--- Input for this task Enclosed Below ---

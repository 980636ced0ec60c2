//! Configuration schema definitions and validation.
//!
//! The bridge reads an optional TOML file with three sections: `[general]`
//! for logging, `[player]` for how Radiotray-NG is launched and `[bridge]`
//! for polling, connection retry and the MPRIS identity. Every field has a
//! default, so an empty or missing file is a valid configuration.

mod general;
mod loading;
mod paths;

#[cfg(test)]
mod tests;

pub use general::{GeneralConfig, LogLevel};
pub use paths::ConfigPaths;

use std::time::Duration;

use schemars::JsonSchema;
use serde::{Deserialize, Serialize};

use crate::{BridgeError, Result, services::radiotray::RetryPolicy};

/// Main configuration structure for the bridge.
#[derive(Debug, Clone, Serialize, Deserialize, JsonSchema, Default, PartialEq)]
pub struct Config {
    /// General application settings.
    #[serde(default)]
    pub general: GeneralConfig,

    /// How the player process is launched.
    #[serde(default)]
    pub player: PlayerSettings,

    /// Polling, connection and MPRIS identity settings.
    #[serde(default)]
    pub bridge: BridgeSettings,
}

/// Player launch settings.
#[derive(Debug, Clone, Serialize, Deserialize, JsonSchema, PartialEq)]
#[serde(default)]
pub struct PlayerSettings {
    /// Executable started as the player, looked up in `PATH`.
    pub executable: String,

    /// Extra arguments passed on every start.
    pub args: Vec<String>,

    /// Argument appended when playback should start immediately.
    pub autoplay_flag: String,
}

impl Default for PlayerSettings {
    fn default() -> Self {
        Self {
            executable: "radiotray-ng".to_string(),
            args: Vec::new(),
            autoplay_flag: "--play".to_string(),
        }
    }
}

/// Settings for the bridge between the player and MPRIS.
#[derive(Debug, Clone, Serialize, Deserialize, JsonSchema, PartialEq)]
#[serde(default)]
pub struct BridgeSettings {
    /// Milliseconds between two player state polls.
    pub poll_interval_ms: u64,

    /// Total connection attempts while the player registers on the bus.
    pub connect_attempts: u32,

    /// Milliseconds between two connection attempts.
    pub connect_retry_delay_ms: u64,

    /// Suffix of the owned bus name `org.mpris.MediaPlayer2.<bus_name>`.
    pub bus_name: String,

    /// Value of the MPRIS `Identity` property.
    pub identity: String,

    /// Value of the MPRIS `DesktopEntry` property.
    pub desktop_entry: String,
}

impl Default for BridgeSettings {
    fn default() -> Self {
        Self {
            poll_interval_ms: 1000,
            connect_attempts: 30,
            connect_retry_delay_ms: 1000,
            bus_name: "radiotray_ng".to_string(),
            identity: "Radiotray-NG".to_string(),
            desktop_entry: "radiotray-ng".to_string(),
        }
    }
}

impl BridgeSettings {
    /// Poll period as a duration.
    pub fn poll_interval(&self) -> Duration {
        Duration::from_millis(self.poll_interval_ms)
    }

    /// Connection retry bound built from these settings.
    pub fn retry_policy(&self) -> RetryPolicy {
        RetryPolicy {
            max_attempts: self.connect_attempts,
            delay: Duration::from_millis(self.connect_retry_delay_ms),
        }
    }
}

impl Config {
    /// Check values the type system cannot rule out.
    ///
    /// # Errors
    /// Returns `BridgeError::InvalidConfigField` naming the first bad field.
    pub fn validate(&self) -> Result<()> {
        let invalid = |field: &str, reason: &str| BridgeError::InvalidConfigField {
            field: field.to_string(),
            reason: reason.to_string(),
        };

        if self.bridge.poll_interval_ms == 0 {
            return Err(invalid("bridge.poll_interval_ms", "must be greater than zero"));
        }
        if self.bridge.connect_attempts == 0 {
            return Err(invalid("bridge.connect_attempts", "must be greater than zero"));
        }
        if self.player.executable.trim().is_empty() {
            return Err(invalid("player.executable", "must not be empty"));
        }
        if self.bridge.bus_name.is_empty()
            || !self
                .bridge
                .bus_name
                .chars()
                .all(|c| c.is_ascii_alphanumeric() || c == '_' || c == '.')
        {
            return Err(invalid(
                "bridge.bus_name",
                "must be a non-empty name of letters, digits, '_' and '.'",
            ));
        }

        Ok(())
    }

    /// JSON schema of the configuration file, pretty-printed.
    ///
    /// # Errors
    /// Returns error if the schema cannot be serialized.
    pub fn json_schema() -> std::result::Result<String, serde_json::Error> {
        let schema = schemars::schema_for!(Config);
        serde_json::to_string_pretty(&schema)
    }
}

--- End of Enclosed Input for this task ---

**Exercise objective**
The expected response is the full set of records, reproduced exactly.

**Output of the task**
repository 980636ced0ec60c2
//! Configuration schema definitions and validation.
//!
//! The bridge reads an optional TOML file with three sections: `[general]`
//! for logging, `[player]` for how Radiotray-NG is launched and `[bridge]`
//! for polling, connection retry and the MPRIS identity. Every field has a
//! default, so an empty or missing file is a valid configuration.

mod general;
mod loading;
mod paths;

#[cfg(test)]
mod tests;

pub use general::{GeneralConfig, LogLevel};
pub use paths::ConfigPaths;

use std::time::Duration;

use schemars::JsonSchema;
use serde::{Deserialize, Serialize};

use crate::{BridgeError, Result, services::radiotray::RetryPolicy};

/// Main configuration structure for the bridge.
#[derive(Debug, Clone, Serialize, Deserialize, JsonSchema, Default, PartialEq)]
pub struct Config {
    /// General application settings.
    #[serde(default)]
    pub general: GeneralConfig,

    /// How the player process is launched.
    #[serde(default)]
    pub player: PlayerSettings,

    /// Polling, connection and MPRIS identity settings.
    #[serde(default)]
    pub bridge: BridgeSettings,
}

/// Player launch settings.
#[derive(Debug, Clone, Serialize, Deserialize, JsonSchema, PartialEq)]
#[serde(default)]
pub struct PlayerSettings {
    /// Executable started as the player, looked up in `PATH`.
    pub executable: String,

    /// Extra arguments passed on every start.
    pub args: Vec<String>,

    /// Argument appended when playback should start immediately.
    pub autoplay_flag: String,
}

impl Default for PlayerSettings {
    fn default() -> Self {
        Self {
            executable: "radiotray-ng".to_string(),
            args: Vec::new(),
            autoplay_flag: "--play".to_string(),
        }
    }
}

/// Settings for the bridge between the player and MPRIS.
#[derive(Debug, Clone, Serialize, Deserialize, JsonSchema, PartialEq)]
#[serde(default)]
pub struct BridgeSettings {
    /// Milliseconds between two player state polls.
    pub poll_interval_ms: u64,

    /// Total connection attempts while the player registers on the bus.
    pub connect_attempts: u32,

    /// Milliseconds between two connection attempts.
    pub connect_retry_delay_ms: u64,

    /// Suffix of the owned bus name `org.mpris.MediaPlayer2.<bus_name>`.
    pub bus_name: String,

    /// Value of the MPRIS `Identity` property.
    pub identity: String,

    /// Value of the MPRIS `DesktopEntry` property.
    pub desktop_entry: String,
}

impl Default for BridgeSettings {
    fn default() -> Self {
        Self {
            poll_interval_ms: 1000,
            connect_attempts: 30,
            connect_retry_delay_ms: 1000,
            bus_name: "radiotray_ng".to_string(),
            identity: "Radiotray-NG".to_string(),
            desktop_entry: "radiotray-ng".to_string(),
        }
    }
}

impl BridgeSettings {
    /// Poll period as a duration.
    pub fn poll_interval(&self) -> Duration {
        Duration::from_millis(self.poll_interval_ms)
    }

    /// Connection retry bound built from these settings.
    pub fn retry_policy(&self) -> RetryPolicy {
        RetryPolicy {
            max_attempts: self.connect_attempts,
            delay: Duration::from_millis(self.connect_retry_delay_ms),
        }
    }
}

impl Config {
    /// Check values the type system cannot rule out.
    ///
    /// # Errors
    /// Returns `BridgeError::InvalidConfigField` naming the first bad field.
    pub fn validate(&self) -> Result<()> {
        let invalid = |field: &str, reason: &str| BridgeError::InvalidConfigField {
            field: field.to_string(),
            reason: reason.to_string(),
        };

        if self.bridge.poll_interval_ms == 0 {
            return Err(invalid("bridge.poll_interval_ms", "must be greater than zero"));
        }
        if self.bridge.connect_attempts == 0 {
            return Err(invalid("bridge.connect_attempts", "must be greater than zero"));
        }
        if self.player.executable.trim().is_empty() {
            return Err(invalid("player.executable", "must not be empty"));
        }
        if self.bridge.bus_name.is_empty()
            || !self
                .bridge
                .bus_name
                .chars()
                .all(|c| c.is_ascii_alphanumeric() || c == '_' || c == '.')
        {
            return Err(invalid(
                "bridge.bus_name",
                "must be a non-empty name of letters, digits, '_' and '.'",
            ));
        }

        Ok(())
    }

    /// JSON schema of the configuration file, pretty-printed.
    ///
    /// # Errors
    /// Returns error if the schema cannot be serialized.
    pub fn json_schema() -> std::result::Result<String, serde_json::Error> {
        let schema = schemars::schema_for!(Config);
        serde_json::to_string_pretty(&schema)
    }
}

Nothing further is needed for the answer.